And the version that doesn't need the index could be written:

    Array((0..<3).map { _ in UIView() })

The AnyIterator approach posted above is also nice—I wouldn't have thought
of that one. But I suppose that only works in the case where you don't need
the index.

So the question is, should we increase the API surface of Array for
something that (IMO) is already fairly straightforward to do? The nice
thing about the approaches above is that they're composable. Array doesn't
have to make any assumptions about closures or index arguments to those
closures; it just takes a sequence and we already have primitives to
construct sequences of new objects using .map. Array(repeating:count:) and
repeatedElement(_:count:) are nice when the value being repeated is fixed,
but I think once you start getting into questions like "what if I need a
different thing each time?" or "what if I need to involve the index as part
of the elements?" then it's better suited to compose the features already
there to build something up than to add new APIs that try to cover each of
these special cases.

···

On Thu, Aug 17, 2017 at 8:40 AM Christopher Kornher via swift-evolution < swift-evolution@swift.org> wrote:

We might as well add the index to the call so elements can be created from
other lists, etc.

Array(repeatedlyCalling: { (index:Int) in MyView( forIndex:index ) },
count: 3) // This might by syntactically correct...

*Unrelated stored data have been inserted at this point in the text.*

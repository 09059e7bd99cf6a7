//! Account-gas Family (Ethereum-like chains)
//!
//! - Blocks, balances, nonces, broadcast: `eth_*` JSON-RPC
//! - Tokens: ERC-20 `transfer` / `balanceOf`
//! - Transactions: EIP-1559, signed locally with `alloy`
//! - Addresses: lower-case `0x` hex

pub mod abi;
pub mod client;
pub mod scanner;
pub mod sender;

use std::sync::Arc;
use tracing::warn;

use crate::chain::{ChainError, FamilyParts};
use crate::common::config::{NetworkEntry, TokenEntry};
use crate::keys::AddressEncoding;
use crate::types::{ChainFamily, Currency};

pub use client::{EthClient, EthNode, FeeParams};
pub use scanner::EthScanner;
pub use sender::EthSender;

/// Native coin plus every well-formed token of the catalog
pub fn currencies(network: &str, tokens: &[TokenEntry]) -> Vec<Currency> {
    let mut currencies = vec![Currency::native(network, ChainFamily::AccountGas)];

    for token in tokens {
        match AddressEncoding::Ethereum.validate(&token.contract) {
            Ok(contract) => currencies.push(Currency::token(
                &token.symbol,
                network,
                ChainFamily::AccountGas,
                contract,
                token.decimals,
            )),
            Err(e) => warn!(
                target: "custody::chain",
                network = %network,
                token = %token.symbol,
                error = %e,
                "skipping token with malformed contract"
            ),
        }
    }

    currencies
}

/// Wire up the block source and sender of an account-gas network
pub fn connect(
    entry: &NetworkEntry,
    network: &str,
    tokens: &[TokenEntry],
) -> Result<(FamilyParts, Vec<Currency>), ChainError> {
    let currencies = currencies(network, tokens);
    let client = EthClient::new(&entry.host)?;

    let parts = FamilyParts {
        source: Arc::new(EthScanner::new(client.clone(), &currencies)),
        sender: Arc::new(EthSender::new(Arc::new(client))),
        encoding: AddressEncoding::Ethereum,
    };

    Ok((parts, currencies))
}
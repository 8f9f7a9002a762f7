//! Statistics aggregation over a finished diff sequence.

use regex::Regex;

use tx_core::{DiffError, Operation, Result, Segment};

use crate::result::Statistics;

/// A word is a maximal run of Unicode letters and numbers.
const WORD_PATTERN: &str = r"[\p{L}\p{N}]+";

/// Walk `diffs` once and derive the [`Statistics`] of the comparison between
/// `original` and `modified`.
pub fn aggregate(diffs: &[Segment], original: &str, modified: &str) -> Result<Statistics> {
    let words = Regex::new(WORD_PATTERN)
        .map_err(|e| DiffError::InternalInvariantViolation(format!("word pattern: {e}")))?;
    let mut stats = Statistics::default();

    for segment in diffs {
        let chars = segment.char_len();
        stats.total_characters += chars;

        match segment.operation {
            Operation::Equal => stats.unchanged_characters += chars,
            Operation::Insert => {
                stats.added_characters += chars;
                stats.added_words += count_words(&words, &segment.text);
                stats.added_lines += count_lines(&segment.text);
            }
            Operation::Delete => {
                stats.deleted_characters += chars;
                stats.deleted_words += count_words(&words, &segment.text);
                stats.deleted_lines += count_lines(&segment.text);
            }
        }
    }

    stats.total_changes = stats.added_characters + stats.deleted_characters;

    let longest = original
        .chars()
        .count()
        .max(modified.chars().count())
        .max(1);
    stats.change_ratio = stats.total_changes as f64 / longest as f64;

    let similarity =
        stats.unchanged_characters as f64 / stats.total_characters.max(1) as f64 * 100.0;
    stats.similarity_percentage = round2(similarity.clamp(0.0, 100.0));

    Ok(stats)
}

/// Number of words in `text`, as matched by `words`.
pub fn count_words(words: &Regex, text: &str) -> usize {
    words.find_iter(text).count()
}

/// Number of lines touched by `text`: one per `'\n'`, plus one for a trailing
/// partial line.
pub fn count_lines(text: &str) -> usize {
    if text.is_empty() {
        return 0;
    }
    let terminators = text.matches('\n').count();
    if text.ends_with('\n') {
        terminators
    } else {
        terminators + 1
    }
}

fn round2(value: f64) -> f64 {
    (value * 100.0).round() / 100.0
}
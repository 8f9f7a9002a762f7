/// Atomic unit of text produced by the tokenizer: one character, one run of
/// word or whitespace characters, or one line with its terminator.
///
/// `text` borrows from the tokenized input, so concatenating the `text` of
/// every token in order reproduces that input exactly.
#[derive(Debug, Clone, Copy, PartialEq, Eq)]
pub struct Token<'a> {
    pub text: &'a str,
}

impl<'a> Token<'a> {
    pub fn new(text: &'a str) -> Self {
        Self { text }
    }
}
pub mod result;
pub mod marshal;
pub mod options;
pub mod ffi;

// Re-export the C-ABI surface so consumers can reference the type directly.
pub use result::TxResult;
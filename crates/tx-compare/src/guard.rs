//! Pre-flight and post-flight checks around the compare pipeline.
//!
//! Pre-flight: the size ceiling and the empty-input shortcuts, which bypass
//! the edit-script engine entirely. Post-flight: [`verify`] re-checks the
//! reconstruction and shape invariants of a finished diff sequence.

use tracing::{debug, error, warn};

use tx_core::{reconstruct_modified, reconstruct_original, DiffError, InputSide, Result, Segment};

// ---------------------------------------------------------------------------
// Pre-flight
// ---------------------------------------------------------------------------

/// Reject inputs longer than `max_length` characters. The original is checked
/// first.
pub fn check_size(original: &str, modified: &str, max_length: usize) -> Result<()> {
    for (side, text) in [(InputSide::Original, original), (InputSide::Modified, modified)] {
        // Byte length bounds the char count from above.
        if text.len() <= max_length {
            continue;
        }
        let length = text.chars().count();
        if length > max_length {
            warn!(%side, length, max_length, "input exceeds size ceiling");
            return Err(DiffError::InputTooLarge {
                side,
                length,
                max_length,
            });
        }
    }
    Ok(())
}

/// Diff sequence for the trivial cases where either input is empty, or
/// `None` when both are non-empty.
pub fn empty_shortcut(original: &str, modified: &str) -> Option<Vec<Segment>> {
    let diffs = match (original.is_empty(), modified.is_empty()) {
        (true, true) => Vec::new(),
        (true, false) => vec![Segment::insert(modified)],
        (false, true) => vec![Segment::delete(original)],
        (false, false) => return None,
    };
    debug!(segments = diffs.len(), "empty input, search skipped");
    Some(diffs)
}

// ---------------------------------------------------------------------------
// Post-flight
// ---------------------------------------------------------------------------

/// Check that `diffs` reconstructs both inputs, holds no empty segment and
/// never repeats an operation on adjacent segments.
pub fn verify(diffs: &[Segment], original: &str, modified: &str) -> Result<()> {
    let outcome = check_invariants(diffs, original, modified);
    if let Err(DiffError::InternalInvariantViolation(reason)) = &outcome {
        error!(reason = %reason, segments = diffs.len(), "diff failed self-check");
    }
    outcome
}

fn check_invariants(diffs: &[Segment], original: &str, modified: &str) -> Result<()> {
    if reconstruct_original(diffs) != original {
        return Err(violation("segments do not reconstruct the original text"));
    }
    if reconstruct_modified(diffs) != modified {
        return Err(violation("segments do not reconstruct the modified text"));
    }
    if let Some(pos) = diffs.iter().position(|s| s.text.is_empty()) {
        return Err(violation(format!("segment {pos} is empty")));
    }
    if let Some(pos) = diffs
        .windows(2)
        .position(|pair| pair[0].operation == pair[1].operation)
    {
        return Err(violation(format!(
            "segments {pos} and {} share the {:?} operation",
            pos + 1,
            diffs[pos].operation
        )));
    }
    Ok(())
}

fn violation(reason: impl Into<String>) -> DiffError {
    DiffError::InternalInvariantViolation(reason.into())
}

// ---------------------------------------------------------------------------
// Tests
// ---------------------------------------------------------------------------
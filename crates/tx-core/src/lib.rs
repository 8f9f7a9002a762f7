pub mod error;
pub mod segment;
pub mod token;

pub use error::*;
pub use segment::*;
pub use token::*;
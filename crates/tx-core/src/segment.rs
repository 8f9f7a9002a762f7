use serde::{Deserialize, Serialize};

// ---------------------------------------------------------------------------
// Operation
// ---------------------------------------------------------------------------

/// Disposition of a span of text in a comparison.
#[derive(Debug, Clone, Copy, PartialEq, Eq, Hash, Serialize, Deserialize)]
#[serde(rename_all = "snake_case")]
pub enum Operation {
    /// Present in both texts.
    Equal,
    /// Present only in the modified text.
    Insert,
    /// Present only in the original text.
    Delete,
}

impl Operation {
    /// `true` for the operations that contribute to the original text.
    pub fn in_original(self) -> bool {
        matches!(self, Operation::Equal | Operation::Delete)
    }

    /// `true` for the operations that contribute to the modified text.
    pub fn in_modified(self) -> bool {
        matches!(self, Operation::Equal | Operation::Insert)
    }
}

// ---------------------------------------------------------------------------
// Segment
// ---------------------------------------------------------------------------

/// A maximal run of one operation with its literal text.
#[derive(Debug, Clone, PartialEq, Eq, Serialize, Deserialize)]
pub struct Segment {
    pub operation: Operation,
    pub text: String,
}

impl Segment {
    pub fn new(operation: Operation, text: impl Into<String>) -> Self {
        Self {
            operation,
            text: text.into(),
        }
    }

    pub fn equal(text: impl Into<String>) -> Self {
        Self::new(Operation::Equal, text)
    }

    pub fn insert(text: impl Into<String>) -> Self {
        Self::new(Operation::Insert, text)
    }

    pub fn delete(text: impl Into<String>) -> Self {
        Self::new(Operation::Delete, text)
    }

    /// Length of the segment text in Unicode scalar values.
    pub fn char_len(&self) -> usize {
        self.text.chars().count()
    }
}

/// Rebuild the original text from Equal and Delete segments.
pub fn reconstruct_original(segments: &[Segment]) -> String {
    segments
        .iter()
        .filter(|s| s.operation.in_original())
        .map(|s| s.text.as_str())
        .collect()
}

/// Rebuild the modified text from Equal and Insert segments.
pub fn reconstruct_modified(segments: &[Segment]) -> String {
    segments
        .iter()
        .filter(|s| s.operation.in_modified())
        .map(|s| s.text.as_str())
        .collect()
}

// ---------------------------------------------------------------------------
// ComparisonMode
// ---------------------------------------------------------------------------

/// Granularity at which two texts are compared.
#[derive(Debug, Clone, Copy, PartialEq, Eq, Hash, Default, Serialize, Deserialize)]
#[serde(rename_all = "snake_case")]
pub enum ComparisonMode {
    /// One unit per Unicode scalar value.
    #[serde(alias = "character")]
    CharacterLevel,
    /// Alternating runs of non-whitespace and whitespace.
    #[default]
    #[serde(alias = "word")]
    WordLevel,
    /// One unit per line, terminator included.
    #[serde(alias = "line")]
    LineLevel,
}

// ---------------------------------------------------------------------------
// Tests
// ---------------------------------------------------------------------------
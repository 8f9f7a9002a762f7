//! Granularity-aware tokenizer.
//!
//! Tokenization rules per [`ComparisonMode`]:
//! - `CharacterLevel`: one token per Unicode scalar value.
//! - `WordLevel`: alternating maximal runs of non-whitespace (words, digits
//!   and punctuation together) and whitespace (spaces, tabs, newlines).
//! - `LineLevel`: one token per line, each carrying its `'\n'` terminator;
//!   only the final line may lack one.
//!
//! Every token borrows a slice of the input and no character is ever dropped,
//! so concatenating the tokens reproduces the input byte for byte.
//!
//! Example:
//!   "The cat  sat" (word level) →
//!   [The][ ][cat][  ][sat]

use tx_core::{ComparisonMode, Token};

// ---------------------------------------------------------------------------
// Public API
// ---------------------------------------------------------------------------

/// Split `text` into [`Token`]s at the granularity selected by `mode`.
///
/// Total over every input; an empty `text` yields no tokens in any mode.
pub fn tokenize(text: &str, mode: ComparisonMode) -> Vec<Token<'_>> {
    match mode {
        ComparisonMode::CharacterLevel => split_chars(text),
        ComparisonMode::WordLevel => split_words(text),
        ComparisonMode::LineLevel => split_lines(text),
    }
}

// ---------------------------------------------------------------------------
// Internal helpers
// ---------------------------------------------------------------------------

fn split_chars(text: &str) -> Vec<Token<'_>> {
    text.char_indices()
        .map(|(offset, ch)| Token::new(&text[offset..offset + ch.len_utf8()]))
        .collect()
}

/// Cut `text` wherever the whitespace class of consecutive characters flips.
fn split_words(text: &str) -> Vec<Token<'_>> {
    let mut tokens = Vec::new();
    let mut chars = text.char_indices().peekable();

    while let Some((start, first)) = chars.next() {
        let in_whitespace = first.is_whitespace();
        let mut end = start + first.len_utf8();

        while let Some(&(offset, ch)) = chars.peek() {
            if ch.is_whitespace() != in_whitespace {
                break;
            }
            end = offset + ch.len_utf8();
            chars.next();
        }

        tokens.push(Token::new(&text[start..end]));
    }

    tokens
}

fn split_lines(text: &str) -> Vec<Token<'_>> {
    text.split_inclusive('\n').map(Token::new).collect()
}

// ---------------------------------------------------------------------------
// Tests
// ---------------------------------------------------------------------------
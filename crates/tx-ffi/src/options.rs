//! JSON request shapes accepted by the `txcmp_*` functions.

use serde::Deserialize;

use tx_compare::{CompareConfig, ComparePair};
use tx_core::{ComparisonMode, DiffError, Result};

use crate::marshal::deserialize_json;

/// Options object passed as `options_json`: an optional `mode` plus any
/// [`CompareConfig`] fields. Missing fields take their defaults.
#[derive(Debug, Clone, Copy, Default, PartialEq, Eq, Deserialize)]
pub struct CompareOptions {
    #[serde(default)]
    pub mode: ComparisonMode,
    #[serde(flatten)]
    pub config: CompareConfig,
}

impl CompareOptions {
    /// Parse an options object. Blank input means all defaults.
    pub fn parse(json: &str) -> Result<Self> {
        if json.trim().is_empty() {
            return Ok(Self::default());
        }
        deserialize_json(json).map_err(DiffError::InvalidOptions)
    }
}

/// One element of the `requests_json` array of `txcmp_compare_batch`.
#[derive(Debug, Clone, PartialEq, Eq, Deserialize)]
pub struct BatchRequest {
    pub original: String,
    pub modified: String,
    /// Falls back to the batch-wide mode from the options object.
    #[serde(default)]
    pub mode: Option<ComparisonMode>,
}

impl BatchRequest {
    pub fn into_pair(self, default_mode: ComparisonMode) -> ComparePair {
        ComparePair::new(
            self.original,
            self.modified,
            self.mode.unwrap_or(default_mode),
        )
    }
}

/// Parse the `requests_json` array of a batch call.
pub fn parse_batch(json: &str) -> Result<Vec<BatchRequest>> {
    deserialize_json(json).map_err(|e| DiffError::InvalidOptions(format!("batch requests: {e}")))
}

On Aug 17, 2017, at 9:24 AM, Rob Mayoff via swift-evolution < > swift-evolution@swift.org> wrote:

On Thu, Aug 17, 2017 at 7:04 AM, Robert Bennett via swift-evolution < > swift-evolution@swift.org> wrote:

Alternatively, instead of replacing the current definition with an
autoclosure version, we could leave the current version in place and add a
version taking a function. This could be especially useful when you’ve
defined a function like `makeMySpecialKindOfButton() -> UIButton` that does
a lot of customization to an object before returning it.

Array(repeating: { return UIView() }, count: 3)
and
Array(repeating: makeMySpecialKindOfButton, count: 3)

This is still source-breaking, because an array of closures is legal. We
need a different name to avoid breaking source:

    Array(repeatedlyCalling: { UIView() }, count: 3)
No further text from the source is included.